→ DATA LISTING
-*-

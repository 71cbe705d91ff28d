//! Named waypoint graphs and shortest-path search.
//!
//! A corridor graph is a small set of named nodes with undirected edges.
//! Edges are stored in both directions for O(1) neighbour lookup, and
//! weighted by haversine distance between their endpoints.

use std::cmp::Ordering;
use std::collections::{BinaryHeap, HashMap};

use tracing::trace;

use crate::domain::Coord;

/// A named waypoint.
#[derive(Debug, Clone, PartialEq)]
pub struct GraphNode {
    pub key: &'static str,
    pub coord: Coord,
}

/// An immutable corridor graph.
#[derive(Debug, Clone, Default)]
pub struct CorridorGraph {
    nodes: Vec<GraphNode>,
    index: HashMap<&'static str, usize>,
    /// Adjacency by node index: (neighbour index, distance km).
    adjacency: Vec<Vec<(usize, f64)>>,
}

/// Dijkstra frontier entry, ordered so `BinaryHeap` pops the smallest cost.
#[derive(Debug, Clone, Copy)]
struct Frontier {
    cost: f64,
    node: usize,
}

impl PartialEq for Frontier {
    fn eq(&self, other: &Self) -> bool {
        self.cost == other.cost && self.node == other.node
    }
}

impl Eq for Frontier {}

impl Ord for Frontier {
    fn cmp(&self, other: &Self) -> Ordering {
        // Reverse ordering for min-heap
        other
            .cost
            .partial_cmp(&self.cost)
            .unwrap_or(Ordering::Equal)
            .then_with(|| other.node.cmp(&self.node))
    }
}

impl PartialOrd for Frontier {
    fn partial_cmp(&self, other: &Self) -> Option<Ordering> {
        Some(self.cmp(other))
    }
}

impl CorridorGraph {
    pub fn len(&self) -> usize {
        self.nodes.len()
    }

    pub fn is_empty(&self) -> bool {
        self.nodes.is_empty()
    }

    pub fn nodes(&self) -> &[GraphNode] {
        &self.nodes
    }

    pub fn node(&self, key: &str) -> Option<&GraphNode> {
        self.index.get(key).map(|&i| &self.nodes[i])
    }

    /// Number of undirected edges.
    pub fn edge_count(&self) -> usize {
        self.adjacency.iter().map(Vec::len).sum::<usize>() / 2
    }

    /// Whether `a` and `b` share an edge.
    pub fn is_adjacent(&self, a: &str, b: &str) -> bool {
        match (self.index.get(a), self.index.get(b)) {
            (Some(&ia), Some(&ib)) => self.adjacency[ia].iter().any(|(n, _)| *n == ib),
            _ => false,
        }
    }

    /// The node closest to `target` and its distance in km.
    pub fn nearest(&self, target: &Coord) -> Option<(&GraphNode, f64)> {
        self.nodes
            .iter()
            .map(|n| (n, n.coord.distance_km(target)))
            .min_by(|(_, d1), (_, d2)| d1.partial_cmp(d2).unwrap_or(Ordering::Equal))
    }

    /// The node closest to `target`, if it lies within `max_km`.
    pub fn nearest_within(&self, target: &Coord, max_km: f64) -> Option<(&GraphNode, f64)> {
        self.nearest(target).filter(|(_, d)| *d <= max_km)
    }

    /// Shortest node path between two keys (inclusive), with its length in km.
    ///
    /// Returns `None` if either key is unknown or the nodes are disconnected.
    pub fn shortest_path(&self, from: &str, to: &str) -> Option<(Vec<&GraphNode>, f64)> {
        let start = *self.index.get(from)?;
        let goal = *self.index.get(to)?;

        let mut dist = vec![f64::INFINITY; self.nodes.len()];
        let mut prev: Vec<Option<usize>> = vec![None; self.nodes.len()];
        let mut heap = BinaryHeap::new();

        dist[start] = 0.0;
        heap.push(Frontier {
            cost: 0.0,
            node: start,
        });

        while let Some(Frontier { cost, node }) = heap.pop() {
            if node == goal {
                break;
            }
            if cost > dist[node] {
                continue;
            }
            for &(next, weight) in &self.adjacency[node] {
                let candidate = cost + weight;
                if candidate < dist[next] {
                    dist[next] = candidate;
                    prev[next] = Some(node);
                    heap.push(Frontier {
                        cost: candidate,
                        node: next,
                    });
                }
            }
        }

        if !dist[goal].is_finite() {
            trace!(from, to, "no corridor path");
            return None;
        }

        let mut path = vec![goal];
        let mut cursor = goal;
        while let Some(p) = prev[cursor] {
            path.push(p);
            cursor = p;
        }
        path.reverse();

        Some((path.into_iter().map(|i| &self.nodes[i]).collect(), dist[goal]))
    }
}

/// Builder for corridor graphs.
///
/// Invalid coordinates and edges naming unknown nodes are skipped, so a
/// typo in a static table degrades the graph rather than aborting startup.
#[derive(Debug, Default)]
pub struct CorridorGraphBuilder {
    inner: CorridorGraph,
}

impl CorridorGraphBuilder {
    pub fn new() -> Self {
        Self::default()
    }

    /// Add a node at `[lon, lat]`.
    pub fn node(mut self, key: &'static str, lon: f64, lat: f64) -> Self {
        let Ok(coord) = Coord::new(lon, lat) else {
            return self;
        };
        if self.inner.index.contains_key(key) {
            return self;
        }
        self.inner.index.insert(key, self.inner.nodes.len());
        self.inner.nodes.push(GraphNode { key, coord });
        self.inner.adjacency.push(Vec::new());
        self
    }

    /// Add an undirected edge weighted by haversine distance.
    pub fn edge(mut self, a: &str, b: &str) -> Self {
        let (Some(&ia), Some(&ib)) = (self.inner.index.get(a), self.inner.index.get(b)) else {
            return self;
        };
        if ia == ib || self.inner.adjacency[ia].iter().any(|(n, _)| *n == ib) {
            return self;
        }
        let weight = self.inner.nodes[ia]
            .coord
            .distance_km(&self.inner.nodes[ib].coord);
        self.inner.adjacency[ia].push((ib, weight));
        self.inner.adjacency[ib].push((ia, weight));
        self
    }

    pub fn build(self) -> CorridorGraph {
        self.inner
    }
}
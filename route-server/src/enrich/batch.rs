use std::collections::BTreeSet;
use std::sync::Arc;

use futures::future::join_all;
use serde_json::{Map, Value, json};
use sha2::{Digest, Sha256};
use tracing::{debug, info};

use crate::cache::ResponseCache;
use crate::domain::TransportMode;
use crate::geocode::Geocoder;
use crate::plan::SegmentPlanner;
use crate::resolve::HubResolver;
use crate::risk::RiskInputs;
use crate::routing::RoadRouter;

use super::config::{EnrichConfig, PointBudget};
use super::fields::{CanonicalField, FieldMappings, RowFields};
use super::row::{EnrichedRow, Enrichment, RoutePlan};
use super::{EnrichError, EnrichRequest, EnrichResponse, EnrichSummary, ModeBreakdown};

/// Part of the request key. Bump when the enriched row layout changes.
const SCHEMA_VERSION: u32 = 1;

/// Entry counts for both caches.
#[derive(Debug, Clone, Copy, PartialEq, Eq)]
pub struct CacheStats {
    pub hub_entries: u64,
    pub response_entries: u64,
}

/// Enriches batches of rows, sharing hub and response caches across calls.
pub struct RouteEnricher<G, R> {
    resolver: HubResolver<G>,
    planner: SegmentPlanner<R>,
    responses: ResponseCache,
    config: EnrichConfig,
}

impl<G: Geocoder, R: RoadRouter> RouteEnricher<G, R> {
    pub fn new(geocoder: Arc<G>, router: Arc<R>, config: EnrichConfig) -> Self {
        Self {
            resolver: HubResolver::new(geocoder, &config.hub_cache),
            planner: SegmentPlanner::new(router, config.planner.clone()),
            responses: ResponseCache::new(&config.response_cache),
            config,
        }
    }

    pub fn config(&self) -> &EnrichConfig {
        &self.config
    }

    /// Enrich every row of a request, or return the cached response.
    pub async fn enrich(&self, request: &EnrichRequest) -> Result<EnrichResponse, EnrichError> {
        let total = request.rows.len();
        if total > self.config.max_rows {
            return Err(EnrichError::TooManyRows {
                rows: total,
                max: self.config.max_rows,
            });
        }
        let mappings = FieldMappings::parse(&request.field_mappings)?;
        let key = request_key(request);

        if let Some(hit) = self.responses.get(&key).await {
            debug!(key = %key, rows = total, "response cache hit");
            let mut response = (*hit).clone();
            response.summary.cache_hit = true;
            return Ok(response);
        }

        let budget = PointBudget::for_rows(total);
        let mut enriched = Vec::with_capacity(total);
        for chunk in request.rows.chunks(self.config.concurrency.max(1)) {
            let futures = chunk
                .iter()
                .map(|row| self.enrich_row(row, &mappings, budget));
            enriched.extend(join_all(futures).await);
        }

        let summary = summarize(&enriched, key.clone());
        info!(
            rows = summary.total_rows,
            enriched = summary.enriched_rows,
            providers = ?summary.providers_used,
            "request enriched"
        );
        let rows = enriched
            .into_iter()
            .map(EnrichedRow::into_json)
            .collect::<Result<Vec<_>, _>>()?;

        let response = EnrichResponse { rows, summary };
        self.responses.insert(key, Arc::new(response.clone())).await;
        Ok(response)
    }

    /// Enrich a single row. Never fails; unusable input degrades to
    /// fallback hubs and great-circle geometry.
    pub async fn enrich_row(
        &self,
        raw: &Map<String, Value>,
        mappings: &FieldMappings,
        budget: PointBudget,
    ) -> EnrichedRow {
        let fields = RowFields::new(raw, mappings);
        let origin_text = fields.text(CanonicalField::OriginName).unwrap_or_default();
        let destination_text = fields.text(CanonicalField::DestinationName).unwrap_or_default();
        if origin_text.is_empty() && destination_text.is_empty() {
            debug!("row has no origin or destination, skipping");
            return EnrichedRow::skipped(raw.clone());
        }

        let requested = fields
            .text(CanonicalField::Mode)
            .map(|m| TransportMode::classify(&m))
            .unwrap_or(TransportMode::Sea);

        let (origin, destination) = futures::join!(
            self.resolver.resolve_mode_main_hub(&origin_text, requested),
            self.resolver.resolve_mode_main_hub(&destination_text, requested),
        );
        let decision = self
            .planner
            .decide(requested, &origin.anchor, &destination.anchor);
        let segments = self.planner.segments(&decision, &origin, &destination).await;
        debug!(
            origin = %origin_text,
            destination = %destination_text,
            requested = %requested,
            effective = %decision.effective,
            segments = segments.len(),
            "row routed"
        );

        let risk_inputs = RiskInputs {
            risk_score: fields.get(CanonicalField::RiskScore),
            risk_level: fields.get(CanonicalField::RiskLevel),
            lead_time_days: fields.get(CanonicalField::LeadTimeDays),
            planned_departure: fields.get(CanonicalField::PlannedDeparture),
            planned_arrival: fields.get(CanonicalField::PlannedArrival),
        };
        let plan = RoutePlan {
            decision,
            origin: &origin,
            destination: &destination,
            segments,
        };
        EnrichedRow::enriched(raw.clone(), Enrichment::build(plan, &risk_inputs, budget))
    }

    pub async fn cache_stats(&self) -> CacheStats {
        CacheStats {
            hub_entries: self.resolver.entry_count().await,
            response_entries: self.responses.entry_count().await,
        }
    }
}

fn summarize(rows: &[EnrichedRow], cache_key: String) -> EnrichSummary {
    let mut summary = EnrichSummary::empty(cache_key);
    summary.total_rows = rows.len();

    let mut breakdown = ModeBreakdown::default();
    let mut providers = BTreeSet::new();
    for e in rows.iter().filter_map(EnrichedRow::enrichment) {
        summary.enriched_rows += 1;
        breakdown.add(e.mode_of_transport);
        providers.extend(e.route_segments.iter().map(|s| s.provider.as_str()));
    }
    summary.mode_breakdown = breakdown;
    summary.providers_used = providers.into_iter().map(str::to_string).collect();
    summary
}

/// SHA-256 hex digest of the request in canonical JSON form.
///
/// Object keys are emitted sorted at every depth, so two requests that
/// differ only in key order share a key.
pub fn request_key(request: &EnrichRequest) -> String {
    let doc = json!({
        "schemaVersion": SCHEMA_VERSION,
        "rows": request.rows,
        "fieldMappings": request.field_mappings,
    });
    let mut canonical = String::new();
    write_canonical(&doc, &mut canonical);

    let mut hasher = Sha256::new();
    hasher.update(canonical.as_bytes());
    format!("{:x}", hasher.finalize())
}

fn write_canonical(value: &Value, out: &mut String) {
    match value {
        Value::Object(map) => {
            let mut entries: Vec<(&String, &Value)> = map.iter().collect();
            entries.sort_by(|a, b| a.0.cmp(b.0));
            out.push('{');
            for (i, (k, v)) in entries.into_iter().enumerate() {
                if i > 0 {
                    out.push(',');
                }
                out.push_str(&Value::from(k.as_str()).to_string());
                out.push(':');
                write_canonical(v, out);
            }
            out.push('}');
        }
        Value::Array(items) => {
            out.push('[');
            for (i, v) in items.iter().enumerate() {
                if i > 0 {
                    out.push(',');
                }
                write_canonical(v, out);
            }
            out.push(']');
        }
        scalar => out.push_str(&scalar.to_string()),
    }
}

-*-

→ WHAT IS BEING ASKED
Retype exactly the lines of the data above that fall between the line with "let goal = *self.index.get(to)?;" and the line with "#[derive(Debug, Default)]", inclusive, and add nothing.

→ SOLUTION BELOW
        let goal = *self.index.get(to)?;

        let mut dist = vec![f64::INFINITY; self.nodes.len()];
        let mut prev: Vec<Option<usize>> = vec![None; self.nodes.len()];
        let mut heap = BinaryHeap::new();

        dist[start] = 0.0;
        heap.push(Frontier {
            cost: 0.0,
            node: start,
        });

        while let Some(Frontier { cost, node }) = heap.pop() {
            if node == goal {
                break;
            }
            if cost > dist[node] {
                continue;
            }
            for &(next, weight) in &self.adjacency[node] {
                let candidate = cost + weight;
                if candidate < dist[next] {
                    dist[next] = candidate;
                    prev[next] = Some(node);
                    heap.push(Frontier {
                        cost: candidate,
                        node: next,
                    });
                }
            }
        }

        if !dist[goal].is_finite() {
            trace!(from, to, "no corridor path");
            return None;
        }

        let mut path = vec![goal];
        let mut cursor = goal;
        while let Some(p) = prev[cursor] {
            path.push(p);
            cursor = p;
        }
        path.reverse();

        Some((path.into_iter().map(|i| &self.nodes[i]).collect(), dist[goal]))
    }
}

/// Builder for corridor graphs.
///
/// Invalid coordinates and edges naming unknown nodes are skipped, so a
/// typo in a static table degrades the graph rather than aborting startup.
#[derive(Debug, Default)]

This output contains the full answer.